Lines with the string "home" must each be copied from the listing.

- _Data extract_:

- - - - -

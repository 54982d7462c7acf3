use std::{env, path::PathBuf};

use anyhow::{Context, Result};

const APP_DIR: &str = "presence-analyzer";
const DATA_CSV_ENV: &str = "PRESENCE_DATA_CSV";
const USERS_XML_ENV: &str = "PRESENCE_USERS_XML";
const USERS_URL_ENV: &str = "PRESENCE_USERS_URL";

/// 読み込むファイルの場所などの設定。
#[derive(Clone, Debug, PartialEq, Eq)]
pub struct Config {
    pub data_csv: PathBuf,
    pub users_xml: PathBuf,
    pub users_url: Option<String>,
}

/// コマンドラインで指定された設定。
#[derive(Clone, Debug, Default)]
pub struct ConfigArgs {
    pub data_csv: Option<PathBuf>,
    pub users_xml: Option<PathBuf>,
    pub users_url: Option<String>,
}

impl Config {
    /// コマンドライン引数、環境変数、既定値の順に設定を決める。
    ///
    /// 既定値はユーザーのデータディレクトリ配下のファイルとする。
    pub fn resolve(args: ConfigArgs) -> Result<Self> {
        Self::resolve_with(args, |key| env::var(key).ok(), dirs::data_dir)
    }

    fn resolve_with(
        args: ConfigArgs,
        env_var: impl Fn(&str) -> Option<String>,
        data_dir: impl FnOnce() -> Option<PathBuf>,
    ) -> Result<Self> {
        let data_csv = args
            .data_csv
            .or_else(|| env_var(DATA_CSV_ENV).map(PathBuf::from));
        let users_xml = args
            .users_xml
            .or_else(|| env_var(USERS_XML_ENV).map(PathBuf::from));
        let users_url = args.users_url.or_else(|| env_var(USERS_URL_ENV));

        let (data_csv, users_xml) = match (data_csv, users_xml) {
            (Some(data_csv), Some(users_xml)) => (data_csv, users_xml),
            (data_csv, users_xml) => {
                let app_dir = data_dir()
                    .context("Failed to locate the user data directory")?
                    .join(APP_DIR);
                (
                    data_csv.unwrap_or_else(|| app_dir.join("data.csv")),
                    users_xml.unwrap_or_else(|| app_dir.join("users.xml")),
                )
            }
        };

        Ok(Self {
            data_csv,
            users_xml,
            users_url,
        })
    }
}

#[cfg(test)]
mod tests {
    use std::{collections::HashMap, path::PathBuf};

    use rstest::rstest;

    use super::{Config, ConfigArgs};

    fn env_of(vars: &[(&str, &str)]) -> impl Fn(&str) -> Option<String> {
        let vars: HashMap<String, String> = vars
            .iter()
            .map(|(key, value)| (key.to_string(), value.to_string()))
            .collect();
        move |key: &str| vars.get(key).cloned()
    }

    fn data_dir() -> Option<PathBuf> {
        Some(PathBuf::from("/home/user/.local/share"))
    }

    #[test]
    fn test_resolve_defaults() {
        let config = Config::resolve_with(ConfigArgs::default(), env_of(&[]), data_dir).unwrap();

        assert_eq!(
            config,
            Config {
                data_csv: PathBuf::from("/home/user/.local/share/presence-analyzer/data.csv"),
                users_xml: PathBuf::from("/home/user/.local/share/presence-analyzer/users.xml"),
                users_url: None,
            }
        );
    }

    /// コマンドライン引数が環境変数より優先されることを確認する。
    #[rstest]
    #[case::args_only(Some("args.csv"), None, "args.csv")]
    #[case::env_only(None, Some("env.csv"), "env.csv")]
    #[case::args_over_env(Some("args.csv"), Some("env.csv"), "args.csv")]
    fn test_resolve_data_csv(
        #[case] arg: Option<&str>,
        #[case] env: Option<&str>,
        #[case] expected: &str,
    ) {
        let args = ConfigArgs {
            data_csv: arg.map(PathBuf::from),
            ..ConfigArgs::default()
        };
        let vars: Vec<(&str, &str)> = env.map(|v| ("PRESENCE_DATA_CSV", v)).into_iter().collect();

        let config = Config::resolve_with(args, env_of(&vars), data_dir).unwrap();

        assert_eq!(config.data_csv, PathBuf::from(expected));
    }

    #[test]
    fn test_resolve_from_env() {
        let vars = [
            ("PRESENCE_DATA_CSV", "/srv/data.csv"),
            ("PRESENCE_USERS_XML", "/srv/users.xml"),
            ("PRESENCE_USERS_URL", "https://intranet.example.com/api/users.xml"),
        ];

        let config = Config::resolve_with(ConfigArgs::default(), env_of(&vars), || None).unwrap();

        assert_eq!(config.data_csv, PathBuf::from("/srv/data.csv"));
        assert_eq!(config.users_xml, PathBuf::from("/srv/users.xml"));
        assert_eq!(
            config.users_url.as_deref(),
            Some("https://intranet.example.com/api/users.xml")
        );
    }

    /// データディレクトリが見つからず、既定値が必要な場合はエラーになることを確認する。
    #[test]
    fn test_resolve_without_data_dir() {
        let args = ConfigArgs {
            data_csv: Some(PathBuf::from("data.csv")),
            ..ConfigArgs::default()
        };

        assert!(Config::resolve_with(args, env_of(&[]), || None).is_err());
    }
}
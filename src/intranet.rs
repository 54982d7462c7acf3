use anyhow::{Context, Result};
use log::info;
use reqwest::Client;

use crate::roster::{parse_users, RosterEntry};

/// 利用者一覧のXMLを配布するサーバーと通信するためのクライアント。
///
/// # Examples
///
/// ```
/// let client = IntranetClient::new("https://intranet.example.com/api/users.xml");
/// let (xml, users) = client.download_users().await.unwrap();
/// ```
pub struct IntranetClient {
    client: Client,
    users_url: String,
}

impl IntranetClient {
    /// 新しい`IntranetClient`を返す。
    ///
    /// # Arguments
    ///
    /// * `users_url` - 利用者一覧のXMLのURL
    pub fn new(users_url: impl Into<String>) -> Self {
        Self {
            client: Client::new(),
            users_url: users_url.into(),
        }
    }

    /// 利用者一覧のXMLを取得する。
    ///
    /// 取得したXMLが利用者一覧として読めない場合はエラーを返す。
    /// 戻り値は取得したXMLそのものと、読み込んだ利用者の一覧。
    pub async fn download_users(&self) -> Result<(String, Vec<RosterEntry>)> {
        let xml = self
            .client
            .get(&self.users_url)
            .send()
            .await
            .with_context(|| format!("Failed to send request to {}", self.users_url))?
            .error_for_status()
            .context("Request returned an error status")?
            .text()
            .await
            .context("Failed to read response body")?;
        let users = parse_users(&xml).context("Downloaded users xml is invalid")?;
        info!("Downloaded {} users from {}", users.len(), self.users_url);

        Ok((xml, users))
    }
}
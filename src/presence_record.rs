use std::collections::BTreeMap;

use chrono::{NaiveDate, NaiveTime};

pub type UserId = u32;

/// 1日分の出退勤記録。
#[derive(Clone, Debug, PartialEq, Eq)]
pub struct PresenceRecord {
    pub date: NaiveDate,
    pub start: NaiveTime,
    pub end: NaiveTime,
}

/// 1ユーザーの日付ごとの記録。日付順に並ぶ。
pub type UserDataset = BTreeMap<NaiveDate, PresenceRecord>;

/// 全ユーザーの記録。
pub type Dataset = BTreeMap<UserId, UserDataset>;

- - - - -

- _Answer for this exercise_:
        Some(PathBuf::from("/home/user/.local/share"))
                data_csv: PathBuf::from("/home/user/.local/share/presence-analyzer/data.csv"),
                users_xml: PathBuf::from("/home/user/.local/share/presence-analyzer/users.xml"),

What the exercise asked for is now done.